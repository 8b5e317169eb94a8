//! Named typed instances

use std::cmp::Ordering;
use std::fmt;

use super::name::Name;
use crate::lang::{Class, Type};

/// What is wanted or bound: a [`Type`] qualified by a [`Name`]
#[derive(Clone, PartialEq, Eq, Hash)]
pub struct Instance {
    pub name: Name,
    pub ty: Type,
}

impl Instance {
    pub fn new(name: Name, ty: Type) -> Self {
        Self { name, ty }
    }

    /// Any name, any type
    pub fn any() -> Self {
        Self::new(Name::any(), Type::wildcard())
    }

    /// Any name of the given type
    pub fn any_of(ty: Type) -> Self {
        Self::new(Name::any(), ty)
    }

    /// The unnamed instance of the given type
    pub fn default_instance_of(ty: Type) -> Self {
        Self::new(Name::default_name(), ty)
    }

    /// The unnamed instance of a class
    pub fn of_class(class: &Class) -> Self {
        Self::default_instance_of(Type::raw(class))
    }

    pub fn named<N: Into<Name>>(name: N, ty: Type) -> Self {
        Self::new(name.into(), ty)
    }

    pub fn is_any(&self) -> bool {
        self.name.is_any() && self.ty.is_wildcard()
    }

    /// Same name, different type
    pub fn typed(&self, ty: Type) -> Self {
        Self::new(self.name.clone(), ty)
    }

    /// Same type, different name
    pub fn with_name(&self, name: Name) -> Self {
        Self::new(name, self.ty.clone())
    }

    /// Is `other` acceptable where `self` is asked for?
    pub fn is_compatible_with(&self, other: &Instance) -> bool {
        self.is_any()
            || (self.name.is_compatible_with(&other.name) && other.ty.is_assignable_to(&self.ty))
    }

    /// Type decides first; names only when the types are equal
    pub fn more_qualified_than(&self, other: &Instance) -> bool {
        if self.ty == other.ty {
            self.name.more_qualified_than(&other.name)
        } else {
            self.ty.more_qualified_than(&other.ty)
        }
    }

    /// Lower is more qualified
    pub fn qualification_rank(&self) -> (usize, usize) {
        (self.ty.qualification_rank(), self.name.qualification_rank())
    }
}

impl PartialOrd for Instance {
    fn partial_cmp(&self, other: &Self) -> Option<Ordering> {
        Some(self.cmp(other))
    }
}

impl Ord for Instance {
    fn cmp(&self, other: &Self) -> Ordering {
        self.ty.cmp(&other.ty).then_with(|| self.name.cmp(&other.name))
    }
}

impl fmt::Display for Instance {
    fn fmt(&self, f: &mut fmt::Formatter<'_>) -> fmt::Result {
        if self.is_any() {
            return f.write_str("*");
        }
        if self.name.is_default() {
            write!(f, "{}", self.ty)
        } else {
            write!(f, "{} {}", self.name, self.ty)
        }
    }
}

impl fmt::Debug for Instance {
    fn fmt(&self, f: &mut fmt::Formatter<'_>) -> fmt::Result {
        write!(f, "Instance({self})")
    }
}

impl From<Type> for Instance {
    fn from(ty: Type) -> Self {
        Self::default_instance_of(ty)
    }
}
//! Error Extension Tests

use std::io;

use tether_domain::error::{Error, Result};
use tether_infrastructure::error_ext::ErrorContext;

#[test]
fn test_io_context() {
    let io_error = io::Error::new(io::ErrorKind::NotFound, "file not found");

    let result: Result<()> = Err(io_error).io_context("failed to read file");

    match result {
        Err(Error::Io { message, source }) => {
            assert!(message.contains("failed to read file"));
            assert!(message.contains("file not found"));
            assert!(source.is_some());
        }
        other => panic!("expected an Io error, got {other:?}"),
    }
}

#[test]
fn test_config_context() {
    let parse_error = "x".parse::<u32>().unwrap_err();

    let result: Result<u32> = Err(parse_error).config_context("bad nesting");

    assert!(matches!(result, Err(Error::Configuration { source: Some(_), .. })));
}

#[test]
fn test_context_becomes_supply_error() {
    let io_error = io::Error::other("constructor failed");

    let result: Result<()> = Err(io_error).context("creating Foo");

    match result {
        Err(Error::Supply { message, .. }) => assert!(message.starts_with("creating Foo")),
        other => panic!("expected a supply error, got {other:?}"),
    }
}

#[test]
fn test_with_context_is_lazy_on_success() {
    let ok: std::result::Result<u8, io::Error> = Ok(1);

    let value = ok
        .with_context(|| -> String { panic!("context evaluated on success") })
        .unwrap();

    assert_eq!(value, 1);
}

----------

→ **Task instructions**
Go through the entries above and copy each line holding the string "contains".

→ **Task result**
            assert!(message.contains("failed to read file"));
            assert!(message.contains("file not found"));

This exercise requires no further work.